What to work on: Say how many lines below have "path" in them, giving the number alone.

═════ Input

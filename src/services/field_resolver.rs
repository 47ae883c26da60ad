//! 过滤器解析 - 业务能力层
//!
//! 把扁平参数映射转换成要应用的 `FilterSpec` 列表

use crate::models::{FieldSpec, FilterSpec, ParamMap, ReportForm};

/// 解析要应用的过滤器
///
/// - 输出顺序遵循静态表的声明顺序
/// - 所有字段值都为空的过滤器直接省略
pub fn resolve_filters(form: &ReportForm, params: &ParamMap) -> Vec<FilterSpec> {
    form.filters
        .iter()
        .map(|def| FilterSpec {
            name: def.name.to_string(),
            checkbox: def.checkbox.clone(),
            fields: def
                .fields
                .iter()
                .map(|field| FieldSpec {
                    target: field.target.clone(),
                    kind: field.kind,
                    value: field.source.resolve(params),
                })
                .collect(),
        })
        .filter(FilterSpec::has_values)
        .collect()
}

#[cfg(test)]
mod tests {
    use super::*;
    use crate::models::forms::{ALUNOS_APTOS_FORM, TURMAS_FORM};

    fn params(pairs: &[(&str, &str)]) -> ParamMap {
        pairs.iter().copied().collect()
    }

    #[test]
    fn empty_params_resolve_to_nothing() {
        assert!(resolve_filters(&TURMAS_FORM, &ParamMap::new()).is_empty());
        let blanks = params(&[("departamento", ""), ("horario", "   "), ("nomeDocente", "")]);
        assert!(resolve_filters(&TURMAS_FORM, &blanks).is_empty());
    }

    #[test]
    fn order_follows_table_not_caller() {
        let p = params(&[
            ("nomeDocente", "ANA"),
            ("departamento", "DEPARTAMENTO DE COMPUTAÇÃO - São Cristóvão"),
            ("modalidadeCurso", "PRESENCIAL"),
        ]);
        let names: Vec<_> = resolve_filters(&TURMAS_FORM, &p)
            .into_iter()
            .map(|f| f.name)
            .collect();
        assert_eq!(names, ["modalidadeCurso", "departamento", "nomeDocente"]);
    }

    #[test]
    fn resolved_filter_carries_checkbox_and_value() {
        let p = params(&[("horario", "24M12")]);
        let specs = resolve_filters(&TURMAS_FORM, &p);
        assert_eq!(specs.len(), 1);
        let spec = &specs[0];
        assert_eq!(
            spec.checkbox.as_ref().map(|c| c.to_string()).as_deref(),
            Some(r#"[id="form:checkHorario"]"#)
        );
        assert_eq!(spec.fields[0].value, "24M12");
    }

    #[test]
    fn unknown_keys_are_ignored() {
        let p = params(&[("userData", "ABC123"), ("foo", "bar")]);
        assert!(resolve_filters(&TURMAS_FORM, &p).is_empty());
    }

    #[test]
    fn year_period_param_fills_two_fields() {
        let p = params(&[("componenteCurricular", "COMP0393"), ("anoPeriodoIngresso", "2023.1")]);
        let specs = resolve_filters(&ALUNOS_APTOS_FORM, &p);
        assert_eq!(specs.len(), 2);
        let values: Vec<_> = specs[1].fields.iter().map(|f| f.value.as_str()).collect();
        assert_eq!(values, ["2023", "1"]);
    }
}
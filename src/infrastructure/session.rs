//! 浏览器会话能力 - 基础设施层
//!
//! 核心流程只依赖这个 trait，不直接接触 chromiumoxide。

use std::time::Duration;

use async_trait::async_trait;

use crate::error::SessionResult;
use crate::infrastructure::Locator;

/// 下拉框选项的匹配方式
#[derive(Debug, Clone, Copy, PartialEq, Eq)]
pub enum LabelMatch {
    /// 可见文字完全相等（区分大小写）
    Exact,
    /// 可见文字包含给定值
    Contains,
}

impl LabelMatch {
    pub fn matches(self, label: &str, wanted: &str) -> bool {
        match self {
            LabelMatch::Exact => label == wanted,
            LabelMatch::Contains => label.contains(wanted),
        }
    }
}

/// 会话 Cookie
#[derive(Debug, Clone, PartialEq, Eq)]
pub struct SessionCookie {
    pub name: String,
    pub value: String,
    pub domain: String,
    pub path: String,
}

/// 浏览器会话
///
/// 职责：
/// - 读取和修改当前文档
/// - 不负责会话的打开和关闭（由编排层负责）
/// - 所有等待都有上限，超时视为"不存在"
#[async_trait]
pub trait BrowserSession: Send + Sync {
    /// 导航到指定 URL
    async fn navigate(&self, url: &str) -> SessionResult<()>;

    /// 匹配元素数量
    async fn count(&self, locator: &Locator) -> SessionResult<usize>;

    /// 复选框是否已勾选
    async fn is_checked(&self, locator: &Locator) -> SessionResult<bool>;

    /// 勾选复选框
    async fn check(&self, locator: &Locator) -> SessionResult<()>;

    /// 填写文本框
    async fn fill(&self, locator: &Locator, value: &str) -> SessionResult<()>;

    /// 按可见文字选择下拉框选项，返回是否找到匹配的选项
    async fn select_by_label(
        &self,
        locator: &Locator,
        label: &str,
        mode: LabelMatch,
    ) -> SessionResult<bool>;

    /// 点击第一个匹配元素
    async fn click(&self, locator: &Locator) -> SessionResult<()>;

    /// 鼠标悬停在第一个匹配元素上
    async fn hover(&self, locator: &Locator) -> SessionResult<()>;

    /// 所有匹配元素的可见文字（文档顺序）
    async fn inner_texts(&self, locator: &Locator) -> SessionResult<Vec<String>>;

    /// 第一个匹配元素的 innerHTML
    async fn inner_html(&self, locator: &Locator) -> SessionResult<Option<String>>;

    /// 等待元素可见，超时返回 false
    async fn wait_until_visible(&self, locator: &Locator, timeout: Duration)
        -> SessionResult<bool>;

    /// 写入 Cookie
    async fn add_cookie(&self, cookie: &SessionCookie) -> SessionResult<()>;

    /// 读取当前所有 Cookie
    async fn cookies(&self) -> SessionResult<Vec<SessionCookie>>;
}

#[cfg(test)]
mod tests {
    use super::*;

    #[test]
    fn exact_match_is_case_sensitive() {
        assert!(LabelMatch::Exact.matches("PRESENCIAL", "PRESENCIAL"));
        assert!(!LabelMatch::Exact.matches("Presencial", "PRESENCIAL"));
        assert!(!LabelMatch::Exact.matches("PRESENCIAL ", "PRESENCIAL"));
    }

    #[test]
    fn contains_match_accepts_code_prefix() {
        assert!(LabelMatch::Contains.matches("COMP0393 - ARQUITETURA DE COMPUTADORES", "COMP0393"));
    }
}
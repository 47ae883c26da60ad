use thiserror::Error;

use crate::infrastructure::Locator;

/// 浏览器会话能力错误
///
/// 由 `BrowserSession` 的各项操作返回，调用方决定是否致命
#[derive(Debug, Error)]
pub enum SessionError {
    /// 定位器没有匹配到任何元素
    #[error("元素不存在: {locator}")]
    ElementNotFound { locator: Locator },

    /// 执行脚本失败
    #[error("执行脚本失败: {0}")]
    Script(String),

    /// 导航失败
    #[error("导航到 {url} 失败: {reason}")]
    Navigation { url: String, reason: String },

    /// Cookie 操作失败
    #[error("Cookie 操作失败: {0}")]
    Cookie(String),

    /// 脚本返回值无法解析
    #[error("脚本返回值解析失败: {0}")]
    Decode(#[from] serde_json::Error),
}

impl From<chromiumoxide::error::CdpError> for SessionError {
    fn from(err: chromiumoxide::error::CdpError) -> Self {
        SessionError::Script(err.to_string())
    }
}

/// 单个字段/复选框的应用失败
///
/// 非致命：记录到执行日志后继续处理下一个字段
#[derive(Debug, Error)]
#[error("{filter} / {locator}: {source}")]
pub struct FieldError {
    /// 所属过滤器的逻辑名
    pub filter: String,
    /// 出错的控件
    pub locator: Locator,
    #[source]
    pub source: SessionError,
}

impl FieldError {
    pub fn new(filter: impl Into<String>, locator: Locator, source: SessionError) -> Self {
        Self {
            filter: filter.into(),
            locator,
            source,
        }
    }
}

/// 应用程序错误类型（致命错误，在最外层转换为 status 500）
#[derive(Debug, Error)]
pub enum AppError {
    /// 连接浏览器失败
    #[error("无法连接到浏览器 (端口: {port}): {source}")]
    BrowserConnection {
        port: u16,
        #[source]
        source: chromiumoxide::error::CdpError,
    },

    /// 启动浏览器失败
    #[error("启动浏览器失败: {0}")]
    BrowserLaunch(String),

    /// 门户导航失败
    #[error("门户导航失败 ({step}): {source}")]
    Navigation {
        step: String,
        #[source]
        source: SessionError,
    },

    /// 浏览器会话错误
    #[error(transparent)]
    Session(#[from] SessionError),

    /// 参数错误
    #[error("参数错误: {0}")]
    Params(String),

    /// 配置错误
    #[error("环境变量 {var_name} 解析失败: 值 '{value}' 无法转换为 {expected_type}")]
    Config {
        var_name: String,
        value: String,
        expected_type: String,
    },

    /// 文件操作错误
    #[error("文件操作失败 ({path}): {source}")]
    File {
        path: String,
        #[source]
        source: std::io::Error,
    },

    /// CSV 写入失败
    #[error("CSV 写入失败: {0}")]
    Csv(#[from] csv::Error),
}

impl AppError {
    /// 创建导航错误
    pub fn navigation(step: impl Into<String>, source: SessionError) -> Self {
        AppError::Navigation {
            step: step.into(),
            source,
        }
    }

    /// 创建文件错误
    pub fn file(path: impl Into<String>, source: std::io::Error) -> Self {
        AppError::File {
            path: path.into(),
            source,
        }
    }
}

/// 应用程序结果类型
pub type AppResult<T> = Result<T, AppError>;

/// 会话操作结果类型
pub type SessionResult<T> = Result<T, SessionError>;

#[cfg(test)]
mod tests {
    use super::*;
    use std::error::Error as _;

    #[test]
    fn field_error_exposes_session_cause() {
        let err = FieldError::new(
            "departamento",
            Locator::id("form:unidade"),
            SessionError::ElementNotFound {
                locator: Locator::id("form:unidade"),
            },
        );
        assert!(err.to_string().starts_with("departamento / [id=\"form:unidade\"]"));
        assert!(err.source().is_some());
    }

    #[test]
    fn navigation_error_names_step() {
        let err = AppError::navigation("Portal Coord. Graduação", SessionError::Script("boom".into()));
        assert!(err.to_string().contains("Portal Coord. Graduação"));
    }
}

══════════

Answer below: 5